Fuad December 5th Day 75 Nigeria

Re-entering Nigeria

The road to Nigeria was uneventful.

It was a lot of the usual; passports for stamps, we stopped at checkpoints, answered the same old questions and said the same things we’d said in all the dozen checkpoints we’d passed to reach here.

The roads were long and decent. Both sides of the roads were mostly dust and rock with the occasional small settlements.

When we got the last stamps, the one right before the Nigerian border, the mood changed.

The border is a gate, a gatehouse, and a Nigerian flag. It was all we needed. So we took one for the gram.

My favourite thing about this photo, besides the ram, is the kid who took this photo. He just sat there while we jumped and goofed around.

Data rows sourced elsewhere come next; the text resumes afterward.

impl SacloudHttpClient {
    /// Create a client from configuration
    ///
    /// Fails if the credentials are empty or the HTTP client cannot be built.
    pub fn new(config: &ProviderConfig) -> Result<Self> {
        if config.access_token.is_empty() || config.access_token_secret.is_empty() {
            return Err(Error::config(
                "SakuraCloud access token and secret are required",
            ));
        }

        let client = reqwest::Client::builder()
            .timeout(config.http_timeout())
            .user_agent(USER_AGENT)
            .build()
            .map_err(|e| Error::config(format!("Failed to build HTTP client: {}", e)))?;

        let base_url = format!(
            "{}/{}/{}",
            config.api_root_url.trim_end_matches('/'),
            config.zone,
            API_PATH
        );

        Ok(Self {
            access_token: config.access_token.clone(),
            access_token_secret: config.access_token_secret.clone(),
            base_url,
            zone: config.zone.clone(),
            client,
        })
    }

    /// Point the client at another base URL (mock servers)
    pub fn with_base_url(mut self, base_url: impl Into<String>) -> Self {
        self.base_url = base_url.into().trim_end_matches('/').to_string();
        self
    }

    pub fn base_url(&self) -> &str {
        &self.base_url
    }

    /// Send one request and return the successful response
    ///
    /// `query` is appended verbatim (percent-encoded) as the query string.
    async fn send(
        &self,
        method: Method,
        path: &str,
        query: Option<String>,
        body: Option<Value>,
    ) -> Result<reqwest::Response> {
        let mut url = reqwest::Url::parse(&format!("{}{}", self.base_url, path))
            .map_err(|e| Error::config(format!("Invalid API URL: {}", e)))?;
        if let Some(ref query) = query {
            url.set_query(Some(query));
        }

        tracing::debug!("{} {}", method, path);

        let mut request = self
            .client
            .request(method.clone(), url)
            .basic_auth(&self.access_token, Some(&self.access_token_secret));
        if let Some(body) = body {
            request = request.json(&body);
        }

        let response = request
            .send()
            .await
            .map_err(|e| Error::http(format!("{} {} failed: {}", method, path, e)))?;

        let status = response.status();
        if !status.is_success() {
            let error_text = response
                .text()
                .await
                .unwrap_or_else(|_| "Unable to read error response".to_string());
            tracing::debug!("{} {} returned {}", method, path, status);
            return Err(map_status_error(status.as_u16(), path, &error_text));
        }

        Ok(response)
    }

    /// Send a request and decode the JSON response
    async fn request<T: DeserializeOwned>(
        &self,
        method: Method,
        path: &str,
        query: Option<String>,
        body: Option<Value>,
    ) -> Result<T> {
        let response = self.send(method, path, query, body).await?;
        response
            .json::<T>()
            .await
            .map_err(|e| Error::http(format!("Failed to parse response of {}: {}", path, e)))
    }
}

/// Map a non-success status to an error, keeping the API message
pub fn map_status_error(status: u16, path: &str, body: &str) -> Error {
    let message = serde_json::from_str::<ApiErrorBody>(body)
        .ok()
        .and_then(|b| b.error_msg)
        .unwrap_or_else(|| body.trim().to_string());

    match status {
        401 | 403 => Error::auth(format!(
            "Invalid access token or insufficient permissions ({}): {}",
            status, message
        )),
        404 => Error::not_found(format!("{}: {}", path, message)),
        409 => Error::conflict(message),
        429 => Error::rate_limited(message),
        500..=599 => Error::api(status, format!("server error: {}", message)),
        _ => Error::api(status, message),
    }
}

/// Build the raw JSON query string for a find request
///
/// `class` is the fixed `(key, value)` pair selecting the resource class.
pub fn filter_query(condition: &FindCondition, class: (&str, &str)) -> String {
    let mut filter = Map::new();
    filter.insert(class.0.to_string(), json!(class.1));

    let search = &condition.filter;
    if let Some(ref id) = search.id {
        filter.insert("ID".into(), json!(id));
    }
    if !search.names.is_empty() {
        filter.insert("Name".into(), json!(search.names.join(" ")));
    }
    if !search.tags.is_empty() {
        filter.insert("Tags.Name".into(), json!(search.tags));
    }

    json!({
        "From": 0,
        "Count": condition.count,
        "Filter": filter,
    })
    .to_string()
}

// ---------------------------------------------------------------------------
// Wire types
// ---------------------------------------------------------------------------

#[derive(Debug, Deserialize)]
struct ApiErrorBody {
    #[serde(default)]
    error_msg: Option<String>,
}

/// Accept ids as JSON strings or numbers
fn de_id<'de, D: Deserializer<'de>>(deserializer: D) -> std::result::Result<String, D::Error> {
    #[derive(Deserialize)]
    #[serde(untagged)]
    enum RawId {
        Str(String),
        Num(u64),
    }

    Ok(match RawId::deserialize(deserializer)? {
        RawId::Str(s) => s,
        RawId::Num(n) => n.to_string(),
    })
}

/// Treat `null` as the default value
fn de_null_default<'de, D, T>(deserializer: D) -> std::result::Result<T, D::Error>
where
    D: Deserializer<'de>,
    T: Deserialize<'de> + Default,
{
    Ok(Option::<T>::deserialize(deserializer)?.unwrap_or_default())
}

#[derive(Debug, Clone, Serialize, Deserialize)]
struct IconRef {
    #[serde(rename = "ID", deserialize_with = "de_id")]
    id: String,
}

#[derive(Debug, Clone, Default, Serialize, Deserialize)]
#[serde(rename_all = "PascalCase")]
struct WireRecord {
    #[serde(default)]
    name: String,
    #[serde(default)]
    r#type: String,
    #[serde(rename = "RData", default)]
    rdata: String,
    #[serde(rename = "TTL", default)]
    ttl: u32,
}

impl From<&DnsRecordSet> for WireRecord {
    fn from(r: &DnsRecordSet) -> Self {
        Self {
            name: r.name.clone(),
            r#type: r.record_type.clone(),
            rdata: r.rdata.clone(),
            ttl: r.ttl,
        }
    }
}

impl From<WireRecord> for DnsRecordSet {
    fn from(r: WireRecord) -> Self {
        DnsRecordSet::new(r.name, r.r#type, r.rdata, r.ttl)
    }
}

#[derive(Debug, Clone, Default, Serialize, Deserialize)]
struct WireDnsSettings {
    #[serde(rename = "ResourceRecordSets", default, deserialize_with = "de_null_default")]
    resource_record_sets: Vec<WireRecord>,
}

#[derive(Debug, Clone, Default, Serialize, Deserialize)]
struct WireSettings {
    #[serde(rename = "DNS", default)]
    dns: WireDnsSettings,
}

#[derive(Debug, Clone, Default, Deserialize)]
struct WireDnsStatus {
    #[serde(rename = "Zone", default)]
    zone: String,
    #[serde(rename = "NS", default, deserialize_with = "de_null_default")]
    ns: Vec<String>,
}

I asked him his name in my finest Hausa — I know about five sentences in Hausa. This includes “how are you?” and “I’m hungry”.

Then we went off, found a good spot and practiced shoot. Every time I said shoot, I hit the shutter. And by my third hit, he was hitting the shutter to my “shoot” too.

And so, we struck a pose, and he just clicked everytime I said shoot. Shoot. Shoot. Best kid.

Off we went to Sokoto. The first serious checkpoint was the NDLEA’s. When one of the officers started talking, everyone knew the accent. And as he joked about useless border closures, Toke laughed a lot. The “throw your head back and ha-ha-ha’ kind. But it wasn’t because of his jokes.

“I haven’t heard that accent in a long time,” she said and laughed some more. “This is how I know I’m home.” The NDLEA guy, like Toke, is from Delta State.

The rest of the road to Sokoto was like the beginning.

Wait, did somebody just say naira?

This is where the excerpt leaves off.